# TASK STATEMENT
All that should come back is the lines of the data below from the one containing "repository 36be2e09527a8bda" to the one containing "never bind to a", inclusive, exactly as they stand.

----

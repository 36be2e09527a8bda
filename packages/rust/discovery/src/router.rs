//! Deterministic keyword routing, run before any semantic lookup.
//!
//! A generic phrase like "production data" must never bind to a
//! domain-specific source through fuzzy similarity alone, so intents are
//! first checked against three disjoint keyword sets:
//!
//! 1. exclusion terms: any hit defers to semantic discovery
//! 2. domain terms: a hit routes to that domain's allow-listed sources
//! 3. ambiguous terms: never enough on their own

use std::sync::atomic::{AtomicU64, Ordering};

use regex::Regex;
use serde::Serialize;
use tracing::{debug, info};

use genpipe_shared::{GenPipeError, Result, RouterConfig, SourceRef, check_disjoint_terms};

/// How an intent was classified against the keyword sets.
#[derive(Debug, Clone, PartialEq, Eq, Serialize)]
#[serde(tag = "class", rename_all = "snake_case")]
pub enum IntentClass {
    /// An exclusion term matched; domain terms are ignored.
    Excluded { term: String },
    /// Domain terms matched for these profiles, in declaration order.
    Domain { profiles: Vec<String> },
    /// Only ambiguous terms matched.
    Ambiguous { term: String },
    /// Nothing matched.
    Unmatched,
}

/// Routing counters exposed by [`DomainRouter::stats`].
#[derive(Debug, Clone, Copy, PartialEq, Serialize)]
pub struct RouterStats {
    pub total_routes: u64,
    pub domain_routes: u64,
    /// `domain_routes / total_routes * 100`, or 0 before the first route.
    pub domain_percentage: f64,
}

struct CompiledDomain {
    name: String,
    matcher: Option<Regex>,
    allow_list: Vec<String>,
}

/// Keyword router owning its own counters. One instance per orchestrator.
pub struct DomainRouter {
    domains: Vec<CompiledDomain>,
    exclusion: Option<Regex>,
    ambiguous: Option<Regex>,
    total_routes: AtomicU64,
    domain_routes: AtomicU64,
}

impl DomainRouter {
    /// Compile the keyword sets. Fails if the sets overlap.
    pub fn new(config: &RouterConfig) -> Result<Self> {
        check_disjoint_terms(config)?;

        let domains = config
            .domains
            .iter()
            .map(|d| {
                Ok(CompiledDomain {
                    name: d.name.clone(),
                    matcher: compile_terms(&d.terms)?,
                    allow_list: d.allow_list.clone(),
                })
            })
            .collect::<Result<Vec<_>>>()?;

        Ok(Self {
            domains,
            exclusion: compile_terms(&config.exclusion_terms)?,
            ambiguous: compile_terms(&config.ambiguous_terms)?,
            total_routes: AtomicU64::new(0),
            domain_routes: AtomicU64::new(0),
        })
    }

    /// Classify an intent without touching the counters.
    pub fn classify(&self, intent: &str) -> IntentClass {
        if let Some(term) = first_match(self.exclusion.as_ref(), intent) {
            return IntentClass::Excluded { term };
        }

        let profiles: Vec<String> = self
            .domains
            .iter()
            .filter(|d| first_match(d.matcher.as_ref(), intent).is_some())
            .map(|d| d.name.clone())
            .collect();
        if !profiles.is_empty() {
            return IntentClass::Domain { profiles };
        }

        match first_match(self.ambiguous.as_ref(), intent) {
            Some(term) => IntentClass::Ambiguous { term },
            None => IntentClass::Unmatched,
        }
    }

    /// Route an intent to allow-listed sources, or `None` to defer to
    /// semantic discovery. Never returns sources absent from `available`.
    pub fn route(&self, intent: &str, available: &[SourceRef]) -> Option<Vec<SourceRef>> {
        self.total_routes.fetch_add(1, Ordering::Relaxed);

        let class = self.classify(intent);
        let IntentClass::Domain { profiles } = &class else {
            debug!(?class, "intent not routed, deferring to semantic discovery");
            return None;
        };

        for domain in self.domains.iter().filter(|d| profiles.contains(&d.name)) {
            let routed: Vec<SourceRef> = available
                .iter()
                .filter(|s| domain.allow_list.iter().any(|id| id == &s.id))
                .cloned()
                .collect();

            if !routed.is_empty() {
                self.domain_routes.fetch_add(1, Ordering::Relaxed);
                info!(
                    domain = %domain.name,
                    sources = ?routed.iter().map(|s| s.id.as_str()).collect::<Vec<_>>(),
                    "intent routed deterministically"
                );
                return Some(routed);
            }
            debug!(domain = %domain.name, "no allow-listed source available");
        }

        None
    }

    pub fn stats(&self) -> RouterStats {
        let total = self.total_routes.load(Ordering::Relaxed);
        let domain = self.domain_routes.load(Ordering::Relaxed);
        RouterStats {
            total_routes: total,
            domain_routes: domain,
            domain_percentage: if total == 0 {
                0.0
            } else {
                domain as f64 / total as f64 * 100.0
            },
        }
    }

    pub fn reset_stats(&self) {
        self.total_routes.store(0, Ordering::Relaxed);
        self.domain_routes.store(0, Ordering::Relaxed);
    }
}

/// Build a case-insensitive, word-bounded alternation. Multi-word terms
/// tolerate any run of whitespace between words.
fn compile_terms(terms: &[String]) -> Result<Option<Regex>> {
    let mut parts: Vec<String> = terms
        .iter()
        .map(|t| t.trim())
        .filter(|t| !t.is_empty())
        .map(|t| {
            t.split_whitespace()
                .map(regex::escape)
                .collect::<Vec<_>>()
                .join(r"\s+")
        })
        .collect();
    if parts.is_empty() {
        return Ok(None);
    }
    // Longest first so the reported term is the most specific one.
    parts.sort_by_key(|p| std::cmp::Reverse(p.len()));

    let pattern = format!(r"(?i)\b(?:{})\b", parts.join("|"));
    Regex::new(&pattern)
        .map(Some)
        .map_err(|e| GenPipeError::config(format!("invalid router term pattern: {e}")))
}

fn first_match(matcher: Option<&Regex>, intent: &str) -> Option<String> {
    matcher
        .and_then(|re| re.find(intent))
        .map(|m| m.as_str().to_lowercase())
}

----

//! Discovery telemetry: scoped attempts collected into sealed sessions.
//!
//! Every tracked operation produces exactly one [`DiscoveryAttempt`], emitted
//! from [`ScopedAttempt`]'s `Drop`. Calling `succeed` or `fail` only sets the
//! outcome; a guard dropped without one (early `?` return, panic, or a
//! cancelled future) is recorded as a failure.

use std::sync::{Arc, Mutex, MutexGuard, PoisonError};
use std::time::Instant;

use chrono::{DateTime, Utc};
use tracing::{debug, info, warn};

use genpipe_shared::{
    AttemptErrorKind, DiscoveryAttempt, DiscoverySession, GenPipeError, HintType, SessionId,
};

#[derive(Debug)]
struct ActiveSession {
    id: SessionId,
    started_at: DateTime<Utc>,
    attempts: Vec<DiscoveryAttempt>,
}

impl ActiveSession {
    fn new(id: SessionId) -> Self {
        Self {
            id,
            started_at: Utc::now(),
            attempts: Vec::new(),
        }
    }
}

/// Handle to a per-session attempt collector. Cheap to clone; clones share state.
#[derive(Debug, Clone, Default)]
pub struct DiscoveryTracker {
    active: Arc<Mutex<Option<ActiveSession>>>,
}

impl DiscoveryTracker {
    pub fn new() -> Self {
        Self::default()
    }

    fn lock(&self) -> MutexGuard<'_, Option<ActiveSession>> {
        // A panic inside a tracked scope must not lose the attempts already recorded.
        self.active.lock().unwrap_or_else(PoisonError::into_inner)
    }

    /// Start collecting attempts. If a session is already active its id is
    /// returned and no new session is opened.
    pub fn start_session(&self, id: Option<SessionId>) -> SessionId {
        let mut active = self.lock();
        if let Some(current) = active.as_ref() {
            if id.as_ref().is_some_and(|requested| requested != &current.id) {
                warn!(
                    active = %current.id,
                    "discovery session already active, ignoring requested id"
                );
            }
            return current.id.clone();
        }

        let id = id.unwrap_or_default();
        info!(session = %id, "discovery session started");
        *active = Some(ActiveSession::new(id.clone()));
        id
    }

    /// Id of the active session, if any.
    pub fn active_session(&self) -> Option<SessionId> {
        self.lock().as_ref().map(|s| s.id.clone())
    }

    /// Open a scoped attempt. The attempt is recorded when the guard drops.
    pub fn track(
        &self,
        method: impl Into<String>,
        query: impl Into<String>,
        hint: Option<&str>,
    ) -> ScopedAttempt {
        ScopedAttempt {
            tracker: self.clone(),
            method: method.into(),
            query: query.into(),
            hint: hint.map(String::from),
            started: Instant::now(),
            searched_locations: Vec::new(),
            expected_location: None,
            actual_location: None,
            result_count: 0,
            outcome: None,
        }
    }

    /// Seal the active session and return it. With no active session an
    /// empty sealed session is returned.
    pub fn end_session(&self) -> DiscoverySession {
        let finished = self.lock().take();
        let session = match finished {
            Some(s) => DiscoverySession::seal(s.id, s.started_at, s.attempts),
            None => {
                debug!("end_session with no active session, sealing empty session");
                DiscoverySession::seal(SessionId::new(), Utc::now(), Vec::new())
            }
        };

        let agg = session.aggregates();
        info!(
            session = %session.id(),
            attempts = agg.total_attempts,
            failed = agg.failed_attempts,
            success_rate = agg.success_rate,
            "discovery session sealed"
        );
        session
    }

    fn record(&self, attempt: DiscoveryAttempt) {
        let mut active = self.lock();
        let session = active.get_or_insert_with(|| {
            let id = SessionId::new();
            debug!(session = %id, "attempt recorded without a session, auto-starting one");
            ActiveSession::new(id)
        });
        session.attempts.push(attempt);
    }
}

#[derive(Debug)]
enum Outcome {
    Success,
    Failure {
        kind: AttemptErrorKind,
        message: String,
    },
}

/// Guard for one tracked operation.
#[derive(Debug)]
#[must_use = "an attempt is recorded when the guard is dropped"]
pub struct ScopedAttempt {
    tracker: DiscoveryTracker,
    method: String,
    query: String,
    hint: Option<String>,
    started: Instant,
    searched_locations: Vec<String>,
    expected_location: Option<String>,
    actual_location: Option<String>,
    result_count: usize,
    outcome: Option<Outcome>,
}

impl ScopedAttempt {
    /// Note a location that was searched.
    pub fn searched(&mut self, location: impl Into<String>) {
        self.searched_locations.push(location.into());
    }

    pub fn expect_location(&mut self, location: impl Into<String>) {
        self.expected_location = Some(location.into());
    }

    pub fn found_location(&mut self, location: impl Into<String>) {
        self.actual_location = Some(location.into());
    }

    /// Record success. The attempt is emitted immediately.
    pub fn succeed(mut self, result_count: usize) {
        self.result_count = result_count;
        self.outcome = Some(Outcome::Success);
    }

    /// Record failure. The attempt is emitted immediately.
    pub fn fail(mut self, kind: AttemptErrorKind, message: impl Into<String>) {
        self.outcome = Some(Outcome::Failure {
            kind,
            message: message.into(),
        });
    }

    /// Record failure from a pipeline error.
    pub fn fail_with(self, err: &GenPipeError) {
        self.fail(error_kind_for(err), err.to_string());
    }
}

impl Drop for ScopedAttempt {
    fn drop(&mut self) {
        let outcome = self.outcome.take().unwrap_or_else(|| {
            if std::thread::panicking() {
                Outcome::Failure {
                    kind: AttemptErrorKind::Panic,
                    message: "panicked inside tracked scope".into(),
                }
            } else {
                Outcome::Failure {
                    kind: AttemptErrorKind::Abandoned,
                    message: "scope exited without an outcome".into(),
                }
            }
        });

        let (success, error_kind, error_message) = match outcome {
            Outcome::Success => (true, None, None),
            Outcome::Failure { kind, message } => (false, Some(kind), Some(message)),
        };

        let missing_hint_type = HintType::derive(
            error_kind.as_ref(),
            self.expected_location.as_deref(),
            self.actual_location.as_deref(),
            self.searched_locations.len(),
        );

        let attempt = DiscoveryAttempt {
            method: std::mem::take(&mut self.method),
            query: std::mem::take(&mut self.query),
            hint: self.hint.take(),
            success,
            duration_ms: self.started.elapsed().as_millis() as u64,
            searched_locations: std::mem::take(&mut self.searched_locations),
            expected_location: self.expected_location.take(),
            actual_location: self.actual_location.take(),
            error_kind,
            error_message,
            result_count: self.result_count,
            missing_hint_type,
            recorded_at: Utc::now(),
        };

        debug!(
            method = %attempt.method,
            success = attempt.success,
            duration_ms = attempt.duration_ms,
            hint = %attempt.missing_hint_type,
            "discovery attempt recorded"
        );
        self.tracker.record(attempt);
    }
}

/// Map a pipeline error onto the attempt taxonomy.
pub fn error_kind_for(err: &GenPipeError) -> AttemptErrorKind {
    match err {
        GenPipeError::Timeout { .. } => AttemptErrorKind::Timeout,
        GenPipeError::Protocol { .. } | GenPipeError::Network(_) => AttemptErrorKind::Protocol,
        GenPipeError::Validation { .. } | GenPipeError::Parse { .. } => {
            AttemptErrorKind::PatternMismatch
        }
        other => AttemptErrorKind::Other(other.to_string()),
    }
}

----

# WORKED SOLUTION
repository 36be2e09527a8bda
filename packages/rust/discovery/src/router.rs
//! Deterministic keyword routing, run before any semantic lookup.
//!
//! A generic phrase like "production data" must never bind to a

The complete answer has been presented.